Adaptação e mercado – A Queijaria Emporium, na comunidade Novo Céu, em Autazes, existe há quatro anos e foi umas das primeiras a adotarem o novo sistema com SIE – o Selo de Inspeção Estadual.

Hoje, com produção diária total própria de 400 litros de leite de bovinos e 500 litros de bubalinos, obtém de 70 a 80 quilos/dia de queijo coalho. Normalmente, o queijo é direcionado a churrascarias em Manaus, transportado parte por hidrovia e parte por rodovia.

O fato de haver propriedades leiteiras tanto na várzea como em terra firme, o que traz a necessidade de se deslocarem os animais, foi um dos fatores determinantes na escolha do modelo de queijaria flutuante. Estacionada em locais estratégicos, um dos funcionários fica responsável por recolher e levar o leite até a queijaria, com produção constante o ano todo.

O outro dado importante foi a possibilidade de formalização e, com isso, poder comercializar o queijo para outros municípios. “A legalização foi e é primordial”, salienta Eliana Oliveira Chagas, médica veterinária e produtora de queijos. Ela aponta como exemplo o maior prazo de validade que consegue dar ao produto, que vai para 40 a 60 dias.

A adaptação às normas da inspeção sanitária não foram difíceis, em razão da sua própria formação, mas reconhece que muitos produtores têm problemas e ofertam um produto sem padrão sanitário, influenciado também pela questão dos custos elevados para a formalização.

Eliana não se posiciona contra os queijos artesanais de leite cru, ao contrário, afirma que gostaria que ocorresse na legislação do estado o processo de mudanças que acontecem em Minas Gerais, favorecendo o produto.
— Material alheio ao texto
//! XML namespace constants and escaping shared by request builders and the
//! multistatus parser.

/// Well-known namespaces of the WebDAV/CalDAV protocol family.
pub mod ns {
    pub const DAV: &str = "DAV:";
    pub const CALDAV: &str = "urn:ietf:params:xml:ns:caldav";
    pub const CALENDARSERVER: &str = "http://calendarserver.org/ns/";
}

/// Escape a string for use in XML text content or attribute values.
pub fn escape_xml(input: &str) -> String {
    let mut out = String::with_capacity(input.len());
    for ch in input.chars() {
        match ch {
            '&' => out.push_str("&amp;"),
            '<' => out.push_str("&lt;"),
            '>' => out.push_str("&gt;"),
            '"' => out.push_str("&quot;"),
            '\'' => out.push_str("&apos;"),
            _ => out.push(ch),
        }
    }
    out
}

/// Parse the numeric code out of an RFC 2616 status line such as
/// `HTTP/1.1 404 Not Found`.
pub fn parse_status_line(line: &str) -> Option<u16> {
    line.split_whitespace().nth(1)?.parse().ok()
}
Por uma questão de preços de mercado, a empresária conta que, no início de setembro, havia interrompido temporariamente a produção de queijo inspecionado e retornado ao queijo coalho artesanal para consumo local. Ela explica que seus custos de produção estão elevados e que as churrascarias não pagam mais do que R$ 25,00/kg, preço que consegue no mercado local pelo outro produto e a um custo de produção menor. Contudo, lembra que a situação é circunstancial e que seu valor costuma ser menor, por vezes chegando a R$ 6,00/kg. “Quando compensar volto a fazer o coalho melhorado”, afirma. Dentre seus planos também está o aumento da produção de leite e consequentemente de queijos, que é o real negócio do empreendimento.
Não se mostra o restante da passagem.